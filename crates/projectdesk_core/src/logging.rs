//! Process-wide logging bootstrap.
//!
//! # Responsibility
//! - Start one `flexi_logger` backend per process, writing either rolling
//!   files or stderr.
//! - Capture panics as sanitized log events.
//!
//! # Invariants
//! - Initialization is idempotent for identical settings.
//! - Re-initialization with a different level or target is rejected.
//! - Initialization never panics.

use flexi_logger::{Cleanup, Criterion, FileSpec, Logger, LoggerHandle, Naming, WriteMode};
use log::{error, info};
use once_cell::sync::OnceCell;
use std::path::{Path, PathBuf};

const LOG_FILE_BASENAME: &str = "projectdesk";
const MAX_LOG_FILE_SIZE_BYTES: u64 = 10 * 1024 * 1024;
const MAX_LOG_FILES: usize = 5;
const MAX_PANIC_PAYLOAD_CHARS: usize = 160;

static LOGGING_STATE: OnceCell<LoggingState> = OnceCell::new();
static PANIC_HOOK_INSTALLED: OnceCell<()> = OnceCell::new();

/// Where log lines go.
#[derive(Debug, Clone, PartialEq, Eq)]
pub enum LogTarget {
    /// Size-rotated files under an absolute directory.
    Directory(PathBuf),
    Stderr,
}

impl LogTarget {
    fn describe(&self) -> String {
        match self {
            Self::Directory(dir) => dir.display().to_string(),
            Self::Stderr => "stderr".to_string(),
        }
    }
}

struct LoggingState {
    level: &'static str,
    target: LogTarget,
    _logger: LoggerHandle,
}

/// Starts rolling file logging under `log_dir` (must be absolute).
///
/// # Errors
/// - unsupported `level`;
/// - empty, relative, or uncreatable `log_dir`;
/// - logging already active with different settings;
/// - backend start failure.
pub fn init_logging(level: &str, log_dir: &str) -> Result<(), String> {
    let target = LogTarget::Directory(normalize_log_dir(log_dir)?);
    init_with_target(level, target)
}

/// Starts logging to stderr. Used by the CLI when no log directory is set.
pub fn init_stderr_logging(level: &str) -> Result<(), String> {
    init_with_target(level, LogTarget::Stderr)
}

/// Returns `(level, target)` when logging is active.
pub fn logging_status() -> Option<(&'static str, LogTarget)> {
    LOGGING_STATE
        .get()
        .map(|state| (state.level, state.target.clone()))
}

/// `debug` for debug builds, `info` for release builds.
pub fn default_log_level() -> &'static str {
    if cfg!(debug_assertions) {
        "debug"
    } else {
        "info"
    }
}

fn init_with_target(level: &str, target: LogTarget) -> Result<(), String> {
    let level = normalize_level(level)?;

    let state = LOGGING_STATE.get_or_try_init(|| start_logger(level, target.clone()))?;
    if state.target != target {
        return Err(format!(
            "logging already initialized at `{}`; refusing to switch to `{}`",
            state.target.describe(),
            target.describe()
        ));
    }
    if state.level != level {
        return Err(format!(
            "logging already initialized with level `{}`; refusing to switch to `{}`",
            state.level, level
        ));
    }
    Ok(())
}

fn start_logger(level: &'static str, target: LogTarget) -> Result<LoggingState, String> {
    let logger = Logger::try_with_str(level)
        .map_err(|err| format!("invalid log level `{level}`: {err}"))?;

    let logger = match &target {
        LogTarget::Directory(dir) => {
            std::fs::create_dir_all(dir).map_err(|err| {
                format!("failed to create log directory `{}`: {err}", dir.display())
            })?;
            logger
                .log_to_file(
                    FileSpec::default()
                        .directory(dir.as_path())
                        .basename(LOG_FILE_BASENAME),
                )
                .rotate(
                    Criterion::Size(MAX_LOG_FILE_SIZE_BYTES),
                    Naming::Numbers,
                    Cleanup::KeepLogFiles(MAX_LOG_FILES),
                )
                .write_mode(WriteMode::BufferAndFlush)
                .append()
                .format_for_files(flexi_logger::detailed_format)
        }
        LogTarget::Stderr => logger
            .log_to_stderr()
            .format_for_stderr(flexi_logger::default_format),
    };

    let handle = logger
        .start()
        .map_err(|err| format!("failed to start logger: {err}"))?;

    install_panic_hook_once();

    info!(
        "event=app_start module=core status=ok platform={} version={}",
        std::env::consts::OS,
        env!("CARGO_PKG_VERSION")
    );
    info!(
        "event=logging_init module=core status=ok level={level} target={}",
        target.describe()
    );

    Ok(LoggingState {
        level,
        target,
        _logger: handle,
    })
}

fn normalize_level(level: &str) -> Result<&'static str, String> {
    match level.trim().to_ascii_lowercase().as_str() {
        "trace" => Ok("trace"),
        "debug" => Ok("debug"),
        "info" => Ok("info"),
        "warn" | "warning" => Ok("warn"),
        "error" => Ok("error"),
        other => Err(format!(
            "unsupported log level `{other}`; expected trace|debug|info|warn|error"
        )),
    }
}

fn normalize_log_dir(log_dir: &str) -> Result<PathBuf, String> {
    let trimmed = log_dir.trim();
    if trimmed.is_empty() {
        return Err("log_dir cannot be empty".to_string());
    }
    let path = Path::new(trimmed);
    if !path.is_absolute() {
        return Err(format!("log_dir must be an absolute path, got `{trimmed}`"));
    }
    Ok(path.to_path_buf())
}

fn install_panic_hook_once() {
    if PANIC_HOOK_INSTALLED.set(()).is_err() {
        return;
    }

    let previous_hook = std::panic::take_hook();
    std::panic::set_hook(Box::new(move |panic_info| {
        // Payload may carry request data; keep it single-line and bounded.
        let location = panic_info
            .location()
            .map(|loc| format!("{}:{}", loc.file(), loc.line()))
            .unwrap_or_else(|| "unknown".to_string());
        let payload = panic_payload_summary(panic_info);
        error!("event=panic_captured module=core status=error location={location} payload={payload}");
        previous_hook(panic_info);
    }));
}

fn panic_payload_summary(info: &std::panic::PanicHookInfo<'_>) -> String {
    let payload = if let Some(message) = info.payload().downcast_ref::<&str>() {
        (*message).to_string()
    } else if let Some(message) = info.payload().downcast_ref::<String>() {
        message.clone()
    } else {
        "non-string panic payload".to_string()
    };

    sanitize_message(&payload, MAX_PANIC_PAYLOAD_CHARS)
}

fn sanitize_message(value: &str, max_chars: usize) -> String {
    let normalized = value.replace(['\n', '\r'], " ");
    let mut truncated = normalized.chars().take(max_chars).collect::<String>();
    if normalized.chars().count() > max_chars {
        truncated.push_str("...");
    }
    truncated
}
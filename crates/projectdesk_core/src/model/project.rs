//! Project entity and DTO.
//!
//! # Invariants
//! - `id` is generated once and never reused.
//! - Name uniqueness is not enforced; blank names are only rejected on patch.
//! - Membership lives in the `project_members` join table, not on this type.

use serde::{Deserialize, Serialize};
use uuid::Uuid;

/// Stable project identifier.
pub type ProjectId = Uuid;

/// Stored project record.
#[derive(Debug, Clone, PartialEq, Eq, Serialize, Deserialize)]
pub struct Project {
    pub id: ProjectId,
    pub name: String,
    /// Unix epoch milliseconds taken from the SQLite clock on first insert.
    /// Rows inserted within the same millisecond share a value.
    pub created_at: i64,
}

impl Project {
    /// Creates a new project with a generated id.
    pub fn new(name: impl Into<String>) -> Self {
        Self {
            id: Uuid::new_v4(),
            name: name.into(),
            created_at: 0,
        }
    }
}

/// Transport-facing projection exposing only `id` and `name`.
///
/// Both fields are optional so the same shape serves create, replace and
/// patch inputs as well as outputs.
#[derive(Debug, Clone, Default, PartialEq, Eq, Serialize, Deserialize)]
pub struct ProjectDto {
    #[serde(default, skip_serializing_if = "Option::is_none")]
    pub id: Option<ProjectId>,
    #[serde(default)]
    pub name: Option<String>,
}

impl ProjectDto {
    /// Input DTO carrying only a name.
    pub fn named(name: impl Into<String>) -> Self {
        Self {
            id: None,
            name: Some(name.into()),
        }
    }
}

impl From<&Project> for ProjectDto {
    fn from(project: &Project) -> Self {
        Self {
            id: Some(project.id),
            name: Some(project.name.clone()),
        }
    }
}

impl From<Project> for ProjectDto {
    fn from(project: Project) -> Self {
        Self {
            id: Some(project.id),
            name: Some(project.name),
        }
    }
}
//! User store over the `users` table.
//!
//! # Invariants
//! - Deleting a user cascades to membership rows and unassigns its tasks.

use crate::model::user::{User, UserId};
use crate::repo::paging::{Page, PageRequest};
use crate::repo::{parse_uuid, RepoError, RepoResult, Store};
use rusqlite::{params, params_from_iter, Connection, Row, Rows};

const USER_SELECT_SQL: &str = "SELECT id, username, created_at FROM users";

const USER_SORTABLE: &[(&str, &str)] = &[
    ("id", "id"),
    ("username", "username"),
    ("createdAt", "created_at"),
    ("created_at", "created_at"),
];

/// SQLite-backed user store.
pub struct SqliteUserStore<'conn> {
    conn: &'conn Connection,
}

impl<'conn> SqliteUserStore<'conn> {
    pub fn new(conn: &'conn Connection) -> Self {
        Self { conn }
    }
}

impl Store<User, UserId> for SqliteUserStore<'_> {
    fn get(&self, id: UserId) -> RepoResult<Option<User>> {
        let mut stmt = self
            .conn
            .prepare(&format!("{USER_SELECT_SQL} WHERE id = ?1;"))?;
        let mut rows = stmt.query([id.to_string()])?;
        if let Some(row) = rows.next()? {
            return Ok(Some(parse_user_row(row)?));
        }
        Ok(None)
    }

    fn exists(&self, id: UserId) -> RepoResult<bool> {
        let exists: i64 = self.conn.query_row(
            "SELECT EXISTS(SELECT 1 FROM users WHERE id = ?1);",
            [id.to_string()],
            |row| row.get(0),
        )?;
        Ok(exists == 1)
    }

    fn list(&self) -> RepoResult<Vec<User>> {
        let mut stmt = self
            .conn
            .prepare(&format!("{USER_SELECT_SQL} ORDER BY rowid ASC;"))?;
        let rows = stmt.query([])?;
        collect_users(rows)
    }

    fn save(&self, user: &User) -> RepoResult<()> {
        self.conn.execute(
            "INSERT INTO users (id, username)
             VALUES (?1, ?2)
             ON CONFLICT(id) DO UPDATE SET username = excluded.username;",
            params![user.id.to_string(), user.username.as_str()],
        )?;
        Ok(())
    }

    fn delete(&self, id: UserId) -> RepoResult<()> {
        let changed = self
            .conn
            .execute("DELETE FROM users WHERE id = ?1;", [id.to_string()])?;
        if changed == 0 {
            return Err(RepoError::NotFound { entity: "User", id });
        }
        Ok(())
    }

    fn list_page(&self, page: &PageRequest) -> RepoResult<Page<User>> {
        let total_items: i64 = self
            .conn
            .query_row("SELECT COUNT(*) FROM users;", [], |row| row.get(0))?;

        let mut bind_values = Vec::new();
        let tail = page.sql_tail(USER_SORTABLE, &mut bind_values)?;
        let mut stmt = self.conn.prepare(&format!("{USER_SELECT_SQL}{tail};"))?;
        let rows = stmt.query(params_from_iter(bind_values))?;
        let items = collect_users(rows)?;

        Ok(Page {
            items,
            page_index: page.page_index(),
            page_size: page.page_size(),
            total_items: u64::try_from(total_items).unwrap_or_default(),
        })
    }
}

fn collect_users(mut rows: Rows<'_>) -> RepoResult<Vec<User>> {
    let mut users = Vec::new();
    while let Some(row) = rows.next()? {
        users.push(parse_user_row(row)?);
    }
    Ok(users)
}

fn parse_user_row(row: &Row<'_>) -> RepoResult<User> {
    let id_text: String = row.get(0)?;
    Ok(User {
        id: parse_uuid(&id_text, "users.id")?,
        username: row.get(1)?,
        created_at: row.get(2)?,
    })
}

### What you need to do:
Taking the line with "const MAX_LOG_FILES: usize = 5;" as the first and the line with "pub enum LogTarget" as the last, retype that stretch of the data above exactly, with no other lines.

### Final answer:
const MAX_LOG_FILES: usize = 5;
const MAX_PANIC_PAYLOAD_CHARS: usize = 160;

static LOGGING_STATE: OnceCell<LoggingState> = OnceCell::new();
static PANIC_HOOK_INSTALLED: OnceCell<()> = OnceCell::new();

/// Where log lines go.
#[derive(Debug, Clone, PartialEq, Eq)]
pub enum LogTarget {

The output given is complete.